SA banks perform well, despite economic turmoil
Growth in headline earnings
Johannes Grosskopf, banking and capital markets leader for PricewaterhouseCoopers (PwC) Africa, says: “Overall, the major banks reported combined growth in headline earnings of 12.5% against the comparable period to December 2014 to reach R33.8bn. This is a credit to the strength of the major banks’ franchises and the resilience and diversity within their income streams to withstand economic headwinds while delivering growth at the group level.”
The growth in headline earnings remains underpinned by solid operating drivers, with net income growth of 8.4% and non-interest revenue growth of 5.2% against the comparable period.
These are some of the highlights from PwC’s South Africa Major Banks Analysis report entitled ‘Growing in turbulent times’. The report analyses the results of South Africa’s major banking groups for the year ended 31 December 2015 and identifies common trends and issues currently shaping the financial services industry.

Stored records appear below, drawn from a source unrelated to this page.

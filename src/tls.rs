//! TLS configuration for secure TCP endpoints.
//!
//! A [`TlsConfig`] attached to a TCP client wraps the connection in a
//! client-side TLS session after connect; a [`ServerTlsConfig`] attached
//! to a TCP server wraps every accepted connection in a server-side
//! session before the peer is constructed.
//!
//! # Custom CA certificates
//!
//! ```ignore
//! use seine::tls::{Certificate, TlsConfig};
//!
//! let ca = Certificate::from_pem_file("/path/to/ca.crt")?;
//! let tls = TlsConfig::new().add_root_certificate(ca);
//! ```
//!
//! # Server identity and mutual TLS
//!
//! ```ignore
//! use seine::tls::{Identity, ServerTlsConfig};
//!
//! let identity = Identity::from_pem_files("/path/to/server.crt", "/path/to/server.key")?;
//! let tls = ServerTlsConfig::new(identity).require_client_auth(ca);
//! ```

use std::io::{BufReader, Cursor};
use std::path::Path;
use std::sync::Arc;

use rustls::pki_types::{CertificateDer, PrivateKeyDer};
use rustls::{ClientConfig, RootCertStore, ServerConfig};

use crate::error::{NetError, Result};

/// Minimum TLS protocol version.
#[derive(Debug, Clone, Copy, PartialEq, Eq, Default)]
pub enum TlsVersion {
    /// TLS 1.2 (default minimum).
    #[default]
    Tls1_2,
    /// TLS 1.3 only.
    Tls1_3,
}

impl TlsVersion {
    fn to_rustls_versions(self) -> Vec<&'static rustls::SupportedProtocolVersion> {
        match self {
            TlsVersion::Tls1_2 => vec![&rustls::version::TLS12, &rustls::version::TLS13],
            TlsVersion::Tls1_3 => vec![&rustls::version::TLS13],
        }
    }
}

/// A certificate, or chain of certificates, in DER form.
#[derive(Clone)]
pub struct Certificate {
    der_certs: Vec<CertificateDer<'static>>,
}

impl std::fmt::Debug for Certificate {
    fn fmt(&self, f: &mut std::fmt::Formatter<'_>) -> std::fmt::Result {
        f.debug_struct("Certificate")
            .field("cert_count", &self.der_certs.len())
            .finish()
    }
}
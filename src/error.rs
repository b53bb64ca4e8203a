//! Error types for the library.

use std::fmt;

/// Errors reported by endpoints, peers and defragmenters.
#[derive(Debug, Clone)]
pub enum NetError {
    /// Connect, accept, bind or name-resolution failure.
    Connection(String),
    /// Stream or datagram I/O failure.
    Io(String),
    /// TLS handshake or certificate failure.
    Tls(String),
    /// A defragmenter raised an error the engine could not classify.
    Protocol(String),
    /// A receive cycle exceeded the configured connection timeout.
    Timeout,
    /// The operation was cancelled through a [`CancelToken`](crate::CancelToken).
    Cancelled,
    /// A buffer view was constructed with an out-of-range window.
    InvalidBuffer(String),
    /// The send queue was completed before the item could be enqueued.
    QueueClosed,
}

impl fmt::Display for NetError {
    fn fmt(&self, f: &mut fmt::Formatter<'_>) -> fmt::Result {
        match self {
            Self::Connection(msg) => write!(f, "Connection error: {msg}"),
            Self::Io(msg) => write!(f, "I/O error: {msg}"),
            Self::Tls(msg) => write!(f, "TLS error: {msg}"),
            Self::Protocol(msg) => write!(f, "Protocol error: {msg}"),
            Self::Timeout => write!(f, "Receive timed out"),
            Self::Cancelled => write!(f, "Operation was cancelled"),
            Self::InvalidBuffer(msg) => write!(f, "Invalid buffer view: {msg}"),
            Self::QueueClosed => write!(f, "Send queue is closed"),
        }
    }
}

impl std::error::Error for NetError {}

impl From<std::io::Error> for NetError {
    fn from(err: std::io::Error) -> Self {
        Self::Io(err.to_string())
    }
}

/// A specialized Result type for network operations.
pub type Result<T> = std::result::Result<T, NetError>;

Challenges of a changing world
While the macroeconomic landscape remains highly volatile and subject to a range of persistent challenges at the global and domestic level, the banking industry finds itself in the grasp of an increasingly changing world.
“The combination of technological change, regulatory challenges, and customer and social expectations is daunting, while the stakes are enormous. In addition, criminality and technology risk are increasingly becoming concerns of banks given the rise in new competitors who are challenging traditional ways of doing things and operate using more nimble systems and lower overheads,” says Grosskopf.

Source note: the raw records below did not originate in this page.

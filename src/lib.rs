#![warn(missing_docs)]

//! # seine
//!
//! Asynchronous TCP/UDP endpoints with pluggable framing, bounded
//! ordered send queues, signal-based events and cooperative
//! cancellation.
//!
//! The library provides reusable client and server endpoints for custom
//! binary protocols:
//!
//! - **TCP**: accept/connect, optional TLS, a framed receive loop driven
//!   by a pluggable [`Defragmenter`](defrag::Defragmenter), a strictly
//!   ordered bounded send queue per peer, and graceful teardown with a
//!   classified [`CloseReason`](tcp::CloseReason).
//! - **UDP**: connected-client and bound-server datagram endpoints with
//!   per-packet queueing and end-to-end completion signalling.
//!
//! Events are delivered through [`Signal`] fields on each endpoint;
//! every suspending operation observes a [`CancelToken`].
//!
//! # Echo client, length-prefixed frames
//!
//! ```ignore
//! use seine::tcp::{TcpClient, TcpClientConfig};
//! use seine::CancelToken;
//!
//! // Frames carry a 4-byte little-endian total length by default.
//! let client = TcpClient::new(TcpClientConfig::new("127.0.0.1", 8080));
//!
//! client.connected.connect(|peer| {
//!     // 8 = 4-byte header + "ping"
//!     let _ = peer.post(&[8u8, 0, 0, 0, b'p', b'i', b'n', b'g']);
//! });
//! client.frame_arrived.connect(|(_, frame)| {
//!     println!("reply: {:?}", &frame[4..]);
//! });
//!
//! let cancel = CancelToken::new();
//! client.start(&cancel);
//! ```
//!
//! # Custom framing
//!
//! Applications supply framing by implementing
//! [`Defragmenter`](defrag::Defragmenter), or by configuring the
//! built-in [`LengthPrefixedDefragmenter`](defrag::LengthPrefixedDefragmenter)
//! or [`MixedDefragmenter`](defrag::MixedDefragmenter). A peer's
//! protocol can be switched mid-connection with
//! [`RemotePeer::switch_protocol`](tcp::RemotePeer::switch_protocol).

mod buffer;
mod cancel;
mod error;
mod signal;

pub mod defrag;
pub mod queue;
pub mod tcp;
pub mod tls;
pub mod udp;

pub use buffer::BufferView;
pub use cancel::CancelToken;
pub use error::{NetError, Result};
pub use signal::{ConnectionGuard, Signal, SlotId};
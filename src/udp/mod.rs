//! UDP client and server endpoints.
//!
//! Datagram endpoints are one-to-one with socket calls; the library adds
//! no framing and no reliability on top of UDP. Outgoing datagrams flow
//! through a bounded ordered send queue, and `send` resolves to the true
//! end-to-end [`SendStatus`] of the write.
//!
//! # Client example
//!
//! ```ignore
//! use seine::udp::{UdpClient, UdpClientConfig};
//! use seine::CancelToken;
//!
//! let client = UdpClient::new(UdpClientConfig::new("127.0.0.1", 5000));
//!
//! client.ready.connect(|target| {
//!     println!("ready, sending to {}", target);
//! });
//! client.datagram_received.connect(|datagram| {
//!     println!("{} bytes from {}", datagram.data.len(), datagram.source);
//! });
//!
//! let cancel = CancelToken::new();
//! client.start(&cancel);
//! ```
//!
//! # Multicast example
//!
//! ```ignore
//! use seine::udp::{MulticastConfig, UdpServer, UdpServerConfig};
//!
//! let group = "239.255.0.1".parse().unwrap();
//! let config = UdpServerConfig::new("0.0.0.0", 5000)
//!     .multicast_config(MulticastConfig::new().join_group(group).loopback(true));
//! let server = UdpServer::new(config);
//! ```

mod client;
mod config;
mod endpoint;
mod server;
mod state;

pub use client::UdpClient;
pub use config::{
    AddressSelector, Datagram, MulticastConfig, SendStatus, UdpClientConfig, UdpServerConfig,
    UdpSocketConfigurator,
};
pub use server::UdpServer;
pub use state::UdpEndpointState;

Focus on debt restructuring
From a lending perspective, the major banks reported combined gross loans and advances growth of 4.8% against the first half of 2015. Growth in gross loans and advances continues to be stronger in the corporate and investment banking sector than the retail sector.
At the same time, an ongoing focus on debt restructuring and tighter collection strategies, has resulted in combined credit impairment charges marginally declining by 1.9% compared against the period to June 2014, but the increased risk in the system is evidenced by the increase of 10.8% against the comparable period.
Human capital and IT investment
Cost containment continues to be an important focus for the banks, while they continue to invest in human capital and enhance their IT capabilities to respond to customer demand, mounting concern over cybercrime, and regulatory requirements.
The major banks continue with plans to invest in the rest of Africa, where significant investment is being made in infrastructure/IT systems. Salary costs remain the most significant contributor to the cost line at 56% of total costs.
“We expect this increasing staff cost to continue as specialist and skilled resources are employed to assist the banks with the IT transformation and to help meet the heightened levels of regulatory compliance required,” says Grosskopf.
Cautiously optimistic
“In spite of difficult economic conditions, South Africa’s major banks continue to produce laudable financial results. Looking ahead, the outlook remains cautiously optimistic given the level of uncertainty and challenges facing the domestic and global economy."
“Balance sheet resilience, a sustained focus on proactive risk management and overall bank strategy, including diversification in earnings profiles and income streams will all continue to be key for the major banks to ensure that they can navigate the heightened levels of forecast risk and map their paths through the headwinds that are likely to persist throughout the rest of 2016,” Grosskopf concludes.